- Born: Boumerdès, Algeria
- Died: 1982
- Education: Benaras Hindu University (BA, MA) University of Delhi (PhD, 1970)
- Known for: Prabhakar function
- Scientific career
- Fields: Mathematics
- Workplaces: S.D. College Multani Mal Modi College Ramjas College National Institute of Electricity and Electronics
- Thesis: Integral Equations and Special Functions (1970)

= Tilak Raj Prabhakar =

Indian mathematician

Tilak Raj Prabhakar was an Indian mathematician specializing in special functions and integral equations. In a paper published in 1971, he introduced a three-parameter extension of the Mittag-Leffler function. Subsequently, this function was found to have applications in various areas of mathematics like fractional calculus and also in certain areas of physics.
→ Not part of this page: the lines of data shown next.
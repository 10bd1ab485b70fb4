use std::collections::BTreeSet;

use serde::{Deserialize, Serialize};

use super::{ModelError, Result};

/// Descriptive hardware labels attached to a phase run. Nothing is enforced.
#[derive(Debug, Clone, Copy, PartialEq, Eq, Hash, PartialOrd, Ord, Serialize, Deserialize)]
pub struct Configuration {
    pub ram_gb: u32,
    pub cpu_cores: u32,
}

impl Configuration {
    pub fn new(ram_gb: u32, cpu_cores: u32) -> Self {
        Self { ram_gb, cpu_cores }
    }
}

/// RAM values charted when a matrix does not list its own.
const CHARTED_RAM_GB: [u32; 4] = [1, 2, 4, 8];

/// Label table shared by the sweep, the summary and the chart.
#[derive(Debug, Clone, PartialEq, Eq, Serialize, Deserialize)]
#[serde(from = "MatrixFile")]
pub struct HardwareMatrix {
    pub ram_gb: Vec<u32>,
    pub cpu_cores: Vec<u32>,
    /// RAM values that get a chart panel; each must also appear in `ram_gb`.
    pub chart_ram_gb: Vec<u32>,
}

/// On-disk shape of a matrix, where the chart labels are optional.
#[derive(Deserialize)]
struct MatrixFile {
    ram_gb: Vec<u32>,
    cpu_cores: Vec<u32>,
    chart_ram_gb: Option<Vec<u32>>,
}

impl From<MatrixFile> for HardwareMatrix {
    fn from(file: MatrixFile) -> Self {
        let chart_ram_gb = file
            .chart_ram_gb
            .unwrap_or_else(|| default_chart_ram_gb(&file.ram_gb));
        Self {
            ram_gb: file.ram_gb,
            cpu_cores: file.cpu_cores,
            chart_ram_gb,
        }
    }
}

/// The swept RAM values that are also in [`CHARTED_RAM_GB`], or every swept
/// value when none are.
fn default_chart_ram_gb(ram_gb: &[u32]) -> Vec<u32> {
    let charted = ram_gb
        .iter()
        .copied()
        .filter(|ram| CHARTED_RAM_GB.contains(ram))
        .collect::<Vec<_>>();
    if charted.is_empty() {
        ram_gb.to_vec()
    } else {
        charted
    }
}

impl Default for HardwareMatrix {
    fn default() -> Self {
        let ram_gb = vec![1, 2, 4, 8, 16];
        Self {
            chart_ram_gb: default_chart_ram_gb(&ram_gb),
            ram_gb,
            cpu_cores: vec![1, 2, 4, 8],
        }
    }
}

impl HardwareMatrix {
    pub fn single(configuration: Configuration) -> Self {
        Self {
            ram_gb: vec![configuration.ram_gb],
            cpu_cores: vec![configuration.cpu_cores],
            chart_ram_gb: vec![configuration.ram_gb],
        }
    }

    /// Cross product with RAM as the outer loop and cores as the inner one.
    pub fn configurations(&self) -> impl Iterator<Item = Configuration> + '_ {
        self.ram_gb.iter().flat_map(move |&ram_gb| {
            self.cpu_cores
                .iter()
                .map(move |&cpu_cores| Configuration::new(ram_gb, cpu_cores))
        })
    }

    pub fn len(&self) -> usize {
        self.ram_gb.len() * self.cpu_cores.len()
    }

    pub fn validate(&self) -> Result<()> {
        check_labels("ram_gb", &self.ram_gb)?;
        check_labels("cpu_cores", &self.cpu_cores)?;
        check_labels("chart_ram_gb", &self.chart_ram_gb)?;
        if let Some(missing) = self
            .chart_ram_gb
            .iter()
            .find(|ram| !self.ram_gb.contains(ram))
        {
            return Err(ModelError::InvalidMatrix(format!(
                "chart_ram_gb value {missing} is not part of ram_gb {:?}",
                self.ram_gb
            )));
        }
        Ok(())
    }
}

fn check_labels(field: &str, labels: &[u32]) -> Result<()> {
    if labels.is_empty() {
        return Err(ModelError::InvalidMatrix(format!("`{field}` must not be empty")));
    }
    if labels.contains(&0) {
        return Err(ModelError::InvalidMatrix(format!(
            "`{field}` labels must be positive"
        )));
    }
    let unique = labels.iter().collect::<BTreeSet<_>>();
    if unique.len() != labels.len() {
        return Err(ModelError::InvalidMatrix(format!(
            "`{field}` contains duplicate labels: {labels:?}"
        )));
    }
    Ok(())
}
The function has since been named "Prabhakar function" in his honor.

== Education ==
Prabhakar received his M.A. and B.A. degrees from the Benaras Hindu University (India) and obtained his PhD. from the University of Delhi in 1970 with his thesis on "Integral Equations and Special Functions".

== Career ==
Initially, he taught at the S.D. College in Muzzaffarnagar. Then he joined the Multani Mal Modi College in Modinagar where he became Head of the Department of Mathematics and later he moved to the Ramjas College of the University of Delhi. He was professor of mathematics at the National Institute of Electricity and Electronics in Boomerdès, Algeria when he died in 1982.